Du monde de la finance à celui de la culture

Andrea Gerst dirige la caisse de pension de l’opéra de Zurich. Elle est responsable d’environ 1000 assurés – et a un faible pour le ballet.

Madame Gerst, vous avez jadis géré un fonds et vous avez été analyste d’asset management dans une grande banque. Aujourd’hui, vous dirigez la caisse de pension de l’opéra de Zurich. Êtes-vous secrètement musicienne ?

(Elle rit) J’arrive à peu près à déchiffrer une partition et à jouer une mélodie au piano. Mais je ne peux sûrement pas me qualifier de musicienne – hélas.

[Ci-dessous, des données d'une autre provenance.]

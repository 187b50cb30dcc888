//! Authorization data models

use serde::Serialize;
use serde_json::{Map, Value};

/// Console role derived from custom claims
#[derive(Debug, Clone, Copy, PartialEq, Eq, Serialize)]
#[serde(rename_all = "lowercase")]
pub enum Role {
    Admin,
    Moderator,
    User,
}

impl Role {
    /// `admin: true` wins over `moderator: true`; anything else is a plain user.
    pub fn from_claims(claims: &Map<String, Value>) -> Self {
        let flag = |name: &str| matches!(claims.get(name), Some(Value::Bool(true)));
        if flag("admin") {
            Role::Admin
        } else if flag("moderator") {
            Role::Moderator
        } else {
            Role::User
        }
    }

    pub fn to_claims(self) -> Map<String, Value> {
        let mut claims = Map::new();
        match self {
            Role::Admin => {
                claims.insert("admin".to_string(), Value::Bool(true));
            }
            Role::Moderator => {
                claims.insert("moderator".to_string(), Value::Bool(true));
            }
            Role::User => {
                claims.insert("admin".to_string(), Value::Bool(false));
            }
        }
        claims
    }

    pub fn is_admin(self) -> bool {
        self == Role::Admin
    }
}

/// What the console should do with the current session
#[derive(Debug, Clone, PartialEq, Serialize)]
#[serde(tag = "access", rename_all = "lowercase")]
pub enum AccessDecision {
    Unauthenticated,
    Denied {
        uid: String,
        email: Option<String>,
    },
    Granted {
        uid: String,
        email: Option<String>,
        role: Role,
    },
}
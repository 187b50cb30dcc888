// src/users/sync.rs
//! Mirrors identity accounts into the `users` collection.

use thiserror::Error;
use tracing::{debug, info};

use crate::common::helpers::{safe_email_log, to_http_date};
use crate::services::firestore::{DocumentStore, StoreError};
use crate::services::firestore_value::{DocumentData, FieldValue};
use crate::services::identity::{list_all_users, IdentityProvider, ProviderError, UserRecord};

#[derive(Debug, Error)]
pub enum SyncError {
    #[error("listing accounts failed: {0}")]
    Provider(#[from] ProviderError),

    #[error("writing users/{uid} failed: {source}")]
    Store { uid: String, source: StoreError },
}

#[derive(Debug, Clone, Copy, PartialEq, Eq)]
pub struct SyncSummary {
    pub synced: usize,
}

/// `{email, displayName, createdAt}` with an empty string for a missing name
pub fn mirror_fields(user: &UserRecord) -> DocumentData {
    let mut data = DocumentData::new();
    data.insert("email".to_string(), FieldValue::from(user.email.clone()));
    data.insert(
        "displayName".to_string(),
        FieldValue::from(user.display_name.clone().unwrap_or_default()),
    );
    data.insert(
        "createdAt".to_string(),
        FieldValue::from(to_http_date(user.created_at)),
    );
    data
}

/// Merge-writes `users/{uid}` for every account. Fields written by other
/// parts of the app survive.
pub async fn sync_auth_users(
    identity: &dyn IdentityProvider,
    store: &dyn DocumentStore,
) -> Result<SyncSummary, SyncError> {
    let users = list_all_users(identity).await?;

    for user in &users {
        store
            .set(&format!("users/{}", user.uid), mirror_fields(user), true)
            .await
            .map_err(|source| SyncError::Store {
                uid: user.uid.clone(),
                source,
            })?;
        debug!(
            uid = %user.uid,
            email = %user.email.as_deref().map(safe_email_log).unwrap_or_default(),
            "User mirrored"
        );
    }

    info!(count = users.len(), "Synced all users to the document store");
    Ok(SyncSummary {
        synced: users.len(),
    })
}
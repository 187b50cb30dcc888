// src/bin/sync_users.rs
//! One-off job: mirror every identity account into `users/{uid}`.

use anyhow::Context;
use dotenv::dotenv;
use reqwest::Client;
use tracing::{error, info};

use admin_console::common::AppConfig;
use admin_console::connect_firebase;
use admin_console::services::monitoring::{init_error_tracking, init_tracing};
use admin_console::users::sync::sync_auth_users;

#[tokio::main]
async fn main() -> anyhow::Result<()> {
    dotenv().ok();

    init_tracing();

    let config = AppConfig::from_env().context("loading configuration")?;
    let _sentry = init_error_tracking(&config.monitoring);
    let http = Client::builder().no_proxy().build()?;
    let (identity, store) = connect_firebase(&config, &http);

    match sync_auth_users(&identity, &store).await {
        Ok(summary) => {
            info!(synced = summary.synced, "Synced users");
            Ok(())
        }
        Err(e) => {
            error!(error = %e, "User sync failed");
            Err(e.into())
        }
    }
}
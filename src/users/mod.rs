//! # Users Module
//!
//! This module handles account management for the console's `/api` surface:
//! - Listing every identity account, with the table's search and paging
//! - Account stats for the dashboard cards
//! - Partial updates, deletion and the admin role toggle
//! - Mirroring accounts into the `users` collection for `sync_users`

pub mod handlers;
pub mod models;
pub mod routes;
pub mod services;
pub mod sync;
pub mod validators;


pub use routes::users_routes;
pub use sync::sync_auth_users;
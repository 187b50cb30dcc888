// Helper functions for safe logging and timestamp formatting

use chrono::{DateTime, TimeZone, Utc};

/// Masks email addresses for safe logging
/// Prevents sensitive data exposure while preserving debugging utility
///
/// # Example
/// ```
/// use admin_console::common::safe_email_log;
/// let masked = safe_email_log("user@example.com");
/// assert_eq!(masked, "u***@example.com");
/// ```
pub fn safe_email_log(email: &str) -> String {
    if email.len() > 3 {
        let parts: Vec<&str> = email.split('@').collect();
        if parts.len() == 2 && !parts[0].is_empty() {
            let first: String = parts[0].chars().take(1).collect();
            format!("{}***@{}", first, parts[1])
        } else {
            "***@***.***".to_string()
        }
    } else {
        "***@***.***".to_string()
    }
}

/// Masks tokens for safe logging
/// Shows only first and last 4 characters
pub fn safe_token_log(token: &str) -> String {
    if token.len() > 8 && token.is_ascii() {
        format!("{}...{}", &token[..4], &token[token.len() - 4..])
    } else {
        "***".to_string()
    }
}

/// Formats a timestamp the way the identity provider's admin SDK reports
/// account metadata (`Tue, 02 Jan 2024 10:00:00 GMT`).
pub fn to_http_date(ts: DateTime<Utc>) -> String {
    ts.format("%a, %d %b %Y %H:%M:%S GMT").to_string()
}

/// Parses the millisecond epoch strings the identity REST API returns.
pub fn parse_epoch_millis(raw: &str) -> Option<DateTime<Utc>> {
    raw.trim()
        .parse::<i64>()
        .ok()
        .and_then(|ms| Utc.timestamp_millis_opt(ms).single())
}

#[cfg(test)]
mod tests {
    use super::*;

    #[test]
    fn test_safe_email_log_masks_local_part() {
        assert_eq!(safe_email_log("user@example.com"), "u***@example.com");
        assert_eq!(safe_email_log("a@b"), "***@***.***");
        assert_eq!(safe_email_log("not-an-email"), "***@***.***");
    }

    #[test]
    fn test_safe_token_log() {
        assert_eq!(safe_token_log("eyJhbGciOiJSUzI1NiJ9"), "eyJh...NiJ9");
        assert_eq!(safe_token_log("short"), "***");
    }

    #[test]
    fn test_http_date_and_epoch_parsing() {
        let ts = parse_epoch_millis("1704189600000").expect("valid millis");
        assert_eq!(to_http_date(ts), "Tue, 02 Jan 2024 10:00:00 GMT");
        assert!(parse_epoch_millis("yesterday").is_none());
    }
}
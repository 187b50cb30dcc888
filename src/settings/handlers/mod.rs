// src/settings/handlers/mod.rs

pub mod contacts;
pub mod invoices;
pub mod profile;
pub mod security;

pub use contacts::*;
pub use invoices::*;
pub use profile::*;
pub use security::*;
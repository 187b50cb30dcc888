// src/settings/handlers/contacts.rs

use axum::{
    extract::{Extension, Path},
    Json,
};
use serde_json::Value;
use std::sync::Arc;
use tracing::info;

use super::super::models::MessageResponse;
use super::super::services::document_path;
use crate::auth::AdminGate;
use crate::common::{ApiError, AppState};
use crate::services::{Direction, Query};

/// GET /api/contacts - Newest submissions first
pub async fn list_contacts(
    Extension(state): Extension<Arc<AppState>>,
    AdminGate(_admin): AdminGate,
) -> Result<Json<Vec<Value>>, ApiError> {
    let query = Query::collection("contacts").order_by("createdAt", Direction::Descending);
    let docs = state
        .store
        .query(&query)
        .await
        .map_err(|e| ApiError::from_store("Failed to load contacts", e))?;

    Ok(Json(docs.iter().map(|d| d.to_json()).collect()))
}

/// DELETE /api/contacts/:id
pub async fn delete_contact(
    Extension(state): Extension<Arc<AppState>>,
    AdminGate(admin): AdminGate,
    Path(id): Path<String>,
) -> Result<Json<MessageResponse>, ApiError> {
    let path = document_path("contacts", &id)?;
    state
        .store
        .delete(&path)
        .await
        .map_err(|e| ApiError::from_store("Failed to delete contact", e))?;

    info!(admin_uid = %admin.uid, contact_id = %id, "Contact deleted");
    Ok(Json(MessageResponse::new("Contact deleted")))
}
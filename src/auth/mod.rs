//! # Auth Module
//!
//! Admin authorization for the console:
//! - `AdminGate` extractor guarding every admin route
//! - Role mapping from custom claims
//! - Session classification for the console's route guard

pub mod extractors;
pub mod handlers;
pub mod models;
pub mod routes;


pub use extractors::{authorize, bearer_token, AdminGate, GateFailure};
pub use models::{AccessDecision, Role};
pub use routes::auth_routes;
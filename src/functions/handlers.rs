// src/functions/handlers.rs

use axum::{
    extract::{Extension, Path, Query},
    http::StatusCode,
    Json,
};
use std::sync::Arc;
use subtle::ConstantTimeEq;
use tracing::{info, warn};

use super::audit::{self, AuditEntry, AuditKind};
use super::error::FunctionError;
use super::extractors::FunctionAdmin;
use super::models::{
    is_truthy, BootstrapRequest, CreateUserRequest, FunctionUser, ItemsResponse, LinkResponse,
    OkResponse, RoleRequest, UidResponse, UpdateUserRequest, UserListResponse, UserPageQuery,
};
use crate::auth::Role;
use crate::common::{safe_email_log, AppState};
use crate::services::identity::{NewAccount, ProfileUpdate};
use crate::services::{Direction, DocumentData, FieldValue, Query as StoreQuery};

const LOGIN_LOG_LIMIT: u32 = 200;

/// GET /users?limit&nextPageToken
pub async fn list_users(
    Extension(state): Extension<Arc<AppState>>,
    FunctionAdmin(_admin): FunctionAdmin,
    Query(query): Query<UserPageQuery>,
) -> Result<Json<UserListResponse>, FunctionError> {
    let page = state
        .identity
        .list_users(query.page_size(), query.page_token())
        .await
        .map_err(|e| FunctionError::from_provider("Failed to list users", e))?;

    Ok(Json(UserListResponse {
        users: page.users.into_iter().map(FunctionUser::from).collect(),
        next_page_token: page.next_page_token.filter(|t| !t.is_empty()),
    }))
}

/// POST /users
pub async fn create_user(
    Extension(state): Extension<Arc<AppState>>,
    FunctionAdmin(admin): FunctionAdmin,
    Json(request): Json<CreateUserRequest>,
) -> Result<(StatusCode, Json<UidResponse>), FunctionError> {
    let non_empty = |v: Option<String>| v.filter(|s| !s.is_empty());
    let (Some(email), Some(password)) = (non_empty(request.email), non_empty(request.password))
    else {
        return Err(FunctionError::BadRequest(
            "email & password required".to_string(),
        ));
    };

    let uid = state
        .identity
        .create_user(NewAccount {
            email: email.clone(),
            password,
            display_name: non_empty(request.display_name),
        })
        .await
        .map_err(|e| FunctionError::from_provider("Failed to create user", e))?;

    if is_truthy(&request.admin) {
        state
            .identity
            .set_custom_claims(&uid, Role::Admin.to_claims())
            .await
            .map_err(|e| FunctionError::from_provider("Failed to set admin claim", e))?;
    }

    let store = state.store.as_ref();
    audit::record(store, AuditEntry::new(AuditKind::CreateUser, &uid).by(&admin.uid)).await;
    audit::record(store, AuditEntry::new(AuditKind::UserCreated, &uid)).await;

    info!(admin_uid = %admin.uid, uid = %uid, email = %safe_email_log(&email), "Account created");
    Ok((StatusCode::CREATED, Json(UidResponse { uid })))
}

/// PATCH /users/:uid - only the fields present in the body change
pub async fn update_user(
    Extension(state): Extension<Arc<AppState>>,
    FunctionAdmin(admin): FunctionAdmin,
    Path(uid): Path<String>,
    Json(request): Json<UpdateUserRequest>,
) -> Result<Json<OkResponse>, FunctionError> {
    let update = ProfileUpdate {
        email: request.email.clone(),
        display_name: request.display_name.clone(),
        disabled: request.disabled,
        ..ProfileUpdate::default()
    };
    if !update.is_empty() {
        state
            .identity
            .update_user(&uid, update)
            .await
            .map_err(|e| FunctionError::from_provider("Failed to update user", e))?;
    }

    let mut payload = DocumentData::new();
    if let Some(email) = request.email {
        payload.insert("email".to_string(), FieldValue::from(email));
    }
    if let Some(name) = request.display_name {
        payload.insert("displayName".to_string(), FieldValue::from(name));
    }
    if let Some(disabled) = request.disabled {
        payload.insert("disabled".to_string(), FieldValue::from(disabled));
    }
    audit::record(
        state.store.as_ref(),
        AuditEntry::new(AuditKind::UpdateUser, &uid)
            .by(&admin.uid)
            .payload(payload),
    )
    .await;

    info!(admin_uid = %admin.uid, uid = %uid, "Account updated");
    Ok(Json(OkResponse::ok()))
}

/// DELETE /users/:uid
pub async fn delete_user(
    Extension(state): Extension<Arc<AppState>>,
    FunctionAdmin(admin): FunctionAdmin,
    Path(uid): Path<String>,
) -> Result<Json<OkResponse>, FunctionError> {
    state
        .identity
        .delete_user(&uid)
        .await
        .map_err(|e| FunctionError::from_provider("Failed to delete user", e))?;

    audit::record(
        state.store.as_ref(),
        AuditEntry::new(AuditKind::DeleteUser, &uid).by(&admin.uid),
    )
    .await;

    info!(admin_uid = %admin.uid, uid = %uid, "Account deleted");
    Ok(Json(OkResponse::ok()))
}

/// POST /users/:uid/role - `{admin}` replaces the claims with `{admin: bool}`
pub async fn set_role(
    Extension(state): Extension<Arc<AppState>>,
    FunctionAdmin(admin): FunctionAdmin,
    Path(uid): Path<String>,
    Json(request): Json<RoleRequest>,
) -> Result<Json<OkResponse>, FunctionError> {
    let make_admin = is_truthy(&request.admin);
    let role = if make_admin { Role::Admin } else { Role::User };
    state
        .identity
        .set_custom_claims(&uid, role.to_claims())
        .await
        .map_err(|e| FunctionError::from_provider("Failed to set role", e))?;

    let mut payload = DocumentData::new();
    payload.insert("admin".to_string(), FieldValue::from(make_admin));
    audit::record(
        state.store.as_ref(),
        AuditEntry::new(AuditKind::SetRole, &uid)
            .by(&admin.uid)
            .payload(payload),
    )
    .await;

    info!(admin_uid = %admin.uid, uid = %uid, admin = make_admin, "Role set");
    Ok(Json(OkResponse::ok()))
}

/// POST /users/:uid/reset-link
pub async fn reset_link(
    Extension(state): Extension<Arc<AppState>>,
    FunctionAdmin(admin): FunctionAdmin,
    Path(uid): Path<String>,
) -> Result<Json<LinkResponse>, FunctionError> {
    let record = state
        .identity
        .get_user(&uid)
        .await
        .map_err(|e| FunctionError::from_provider("Failed to load user", e))?;
    let email = record
        .email
        .ok_or_else(|| FunctionError::BadRequest("User has no email address".to_string()))?;

    let link = state
        .identity
        .password_reset_link(&email)
        .await
        .map_err(|e| FunctionError::from_provider("Failed to generate reset link", e))?;

    audit::record(
        state.store.as_ref(),
        AuditEntry::new(AuditKind::PasswordResetLink, &uid).by(&admin.uid),
    )
    .await;

    info!(admin_uid = %admin.uid, uid = %uid, "Password reset link generated");
    Ok(Json(LinkResponse { link }))
}

/// GET /logs/login - the most recent login attempts
pub async fn login_logs(
    Extension(state): Extension<Arc<AppState>>,
    FunctionAdmin(_admin): FunctionAdmin,
) -> Result<Json<ItemsResponse>, FunctionError> {
    let query = StoreQuery::collection("loginAttempts")
        .order_by("at", Direction::Descending)
        .limit(LOGIN_LOG_LIMIT);
    let docs = state
        .store
        .query(&query)
        .await
        .map_err(|e| FunctionError::from_store("Failed to load login logs", e))?;

    Ok(Json(ItemsResponse {
        items: docs.iter().map(|d| d.to_json()).collect(),
    }))
}

/// Secret check for the bootstrap endpoint. An unset secret rejects everything.
pub fn secret_matches(expected: Option<&str>, provided: Option<&str>) -> bool {
    match (expected, provided) {
        (Some(expected), Some(provided)) if !expected.is_empty() => {
            bool::from(expected.as_bytes().ct_eq(provided.as_bytes()))
        }
        _ => false,
    }
}

/// POST /bootstrap/make-admin - unauthenticated, guarded by `MAKE_ADMIN_SECRET`
pub async fn make_admin(
    Extension(state): Extension<Arc<AppState>>,
    Json(request): Json<BootstrapRequest>,
) -> Result<Json<OkResponse>, FunctionError> {
    if !secret_matches(
        state.config.make_admin_secret.as_deref(),
        request.secret.as_deref(),
    ) {
        warn!("Bootstrap attempt with wrong secret");
        return Err(FunctionError::Forbidden("Nope".to_string()));
    }

    let email = request
        .email
        .filter(|e| !e.trim().is_empty())
        .ok_or_else(|| FunctionError::BadRequest("email required".to_string()))?;

    let user = state
        .identity
        .get_user_by_email(email.trim())
        .await
        .map_err(|e| FunctionError::from_provider("Failed to find user", e))?;

    state
        .identity
        .set_custom_claims(&user.uid, Role::Admin.to_claims())
        .await
        .map_err(|e| FunctionError::from_provider("Failed to set admin claim", e))?;

    info!(uid = %user.uid, email = %safe_email_log(&email), "Bootstrap admin granted");
    Ok(Json(OkResponse::with_uid(user.uid)))
}
// src/services/id_token.rs
//! Verification of the identity provider's ID tokens.
//!
//! Tokens are RS256 JWTs signed by one of the keys published at the
//! securetoken JWK endpoint. The key set rotates, so it is cached for the
//! `max-age` the endpoint advertises and refetched when an unknown `kid`
//! shows up.

use chrono::{DateTime, Duration, Utc};
use jsonwebtoken::{decode, decode_header, Algorithm, DecodingKey, Validation};
use reqwest::header::CACHE_CONTROL;
use reqwest::Client;
use serde::Deserialize;
use serde_json::{Map, Value};
use std::collections::HashMap;
use std::sync::Arc;
use tokio::sync::RwLock;
use tracing::{debug, warn};

use super::identity::{DecodedToken, ProviderError};

const SECURETOKEN_JWKS_URL: &str =
    "https://www.googleapis.com/service_accounts/v1/jwk/securetoken@system.gserviceaccount.com";
const DEFAULT_KEY_TTL_SECS: i64 = 3600;
const CLOCK_SKEW_SECS: u64 = 60;

#[derive(Debug, Deserialize)]
struct JwksResponse {
    keys: Vec<JsonWebKey>,
}

#[derive(Debug, Deserialize, Clone)]
struct JsonWebKey {
    kty: String,
    kid: Option<String>,
    n: Option<String>,
    e: Option<String>,
}

#[derive(Debug, Deserialize)]
struct IdTokenClaims {
    sub: String,
    iat: i64,
    #[serde(default)]
    email: Option<String>,
    #[serde(flatten)]
    extra: Map<String, Value>,
}

struct KeySet {
    keys: HashMap<String, JsonWebKey>,
    expires_at: DateTime<Utc>,
}

#[derive(Clone)]
pub struct FirebaseTokenVerifier {
    http: Client,
    project_id: String,
    jwks_url: String,
    keys: Arc<RwLock<Option<KeySet>>>,
}

impl FirebaseTokenVerifier {
    pub fn new(http: Client, project_id: &str) -> Self {
        Self {
            http,
            project_id: project_id.to_string(),
            jwks_url: SECURETOKEN_JWKS_URL.to_string(),
            keys: Arc::new(RwLock::new(None)),
        }
    }

    pub fn issuer(&self) -> String {
        format!("https://securetoken.google.com/{}", self.project_id)
    }

    pub async fn verify(&self, token: &str) -> Result<DecodedToken, ProviderError> {
        let header = decode_header(token)
            .map_err(|e| ProviderError::InvalidToken(format!("malformed header: {}", e)))?;

        if header.alg != Algorithm::RS256 {
            return Err(ProviderError::InvalidToken(format!(
                "unexpected algorithm {:?}",
                header.alg
            )));
        }

        let kid = header
            .kid
            .ok_or_else(|| ProviderError::InvalidToken("missing kid".to_string()))?;

        let jwk = self.verification_key(&kid).await?;
        let decoding_key = decoding_key(&jwk)?;

        let mut validation = Validation::new(Algorithm::RS256);
        validation.set_audience(&[&self.project_id]);
        validation.set_issuer(&[self.issuer()]);
        validation.validate_exp = true;
        validation.leeway = CLOCK_SKEW_SECS;

        let data = decode::<IdTokenClaims>(token, &decoding_key, &validation)
            .map_err(|e| ProviderError::InvalidToken(e.to_string()))?;

        check_subject_and_issue_time(&data.claims, Utc::now())?;

        let IdTokenClaims {
            sub, email, extra, ..
        } = data.claims;

        debug!(uid = %sub, "ID token verified");
        Ok(DecodedToken {
            uid: sub,
            email,
            claims: extra,
        })
    }

    async fn verification_key(&self, kid: &str) -> Result<JsonWebKey, ProviderError> {
        {
            let cache = self.keys.read().await;
            if let Some(set) = cache.as_ref() {
                if set.expires_at > Utc::now() {
                    if let Some(jwk) = set.keys.get(kid) {
                        return Ok(jwk.clone());
                    }
                }
            }
        }

        let fresh = self.fetch_keys().await?;
        let jwk = fresh.keys.get(kid).cloned();
        *self.keys.write().await = Some(fresh);

        jwk.ok_or_else(|| ProviderError::InvalidToken(format!("unknown kid {}", kid)))
    }

    async fn fetch_keys(&self) -> Result<KeySet, ProviderError> {
        let response = self.http.get(&self.jwks_url).send().await?;

        if !response.status().is_success() {
            let status = response.status();
            warn!(http_status = %status, "Failed to fetch token signing keys");
            return Err(ProviderError::Api {
                status: status.as_u16(),
                message: "JWKS request failed".to_string(),
            });
        }

        let ttl = response
            .headers()
            .get(CACHE_CONTROL)
            .and_then(|v| v.to_str().ok())
            .and_then(parse_max_age)
            .unwrap_or(DEFAULT_KEY_TTL_SECS);

        let jwks: JwksResponse = response.json().await?;
        let keys = jwks
            .keys
            .into_iter()
            .filter_map(|key| key.kid.clone().map(|kid| (kid, key)))
            .collect::<HashMap<_, _>>();

        debug!(count = keys.len(), ttl_secs = ttl, "Token signing keys refreshed");
        Ok(KeySet {
            keys,
            expires_at: Utc::now() + Duration::seconds(ttl),
        })
    }
}

fn decoding_key(jwk: &JsonWebKey) -> Result<DecodingKey, ProviderError> {
    if jwk.kty != "RSA" {
        return Err(ProviderError::InvalidToken("signing key is not RSA".to_string()));
    }
    let n = jwk
        .n
        .as_ref()
        .ok_or_else(|| ProviderError::InvalidToken("JWK missing modulus".to_string()))?;
    let e = jwk
        .e
        .as_ref()
        .ok_or_else(|| ProviderError::InvalidToken("JWK missing exponent".to_string()))?;
    DecodingKey::from_rsa_components(n, e).map_err(|e| ProviderError::InvalidToken(e.to_string()))
}

fn check_subject_and_issue_time(
    claims: &IdTokenClaims,
    now: DateTime<Utc>,
) -> Result<(), ProviderError> {
    if claims.sub.is_empty() || claims.sub.len() > 128 {
        return Err(ProviderError::InvalidToken("bad subject".to_string()));
    }
    if claims.iat > now.timestamp() + CLOCK_SKEW_SECS as i64 {
        return Err(ProviderError::InvalidToken("issued in the future".to_string()));
    }
    Ok(())
}

/// Extracts `max-age` seconds from a Cache-Control header value.
fn parse_max_age(header: &str) -> Option<i64> {
    header.split(',').find_map(|directive| {
        directive
            .trim()
            .strip_prefix("max-age=")
            .and_then(|secs| secs.trim().parse::<i64>().ok())
    })
}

Comment êtes-vous arrivée à l’opéra ?

Par pur hasard ! Devant une fondue, une collègue m’a dit que le directeur de la caisse de pension de l’opéra de Zurich allait bientôt prendre sa retraite. J’ai aussitôt su que je voulais ce poste. Je suis rentrée chez moi et j’ai écrit la plus importante lettre de candidature de ma vie.

Qu’est-ce qui vous fascinait dans ce poste ? La fonction de responsable de la caisse de pension ou le lieu de travail à l’opéra ?

En fait, les deux. Je voulais évoluer professionnellement et de plus, je trouvais que l’opéra était un lieu de travail très attrayant.

Est-ce que vous vous y rendiez régulièrement, auparavant ?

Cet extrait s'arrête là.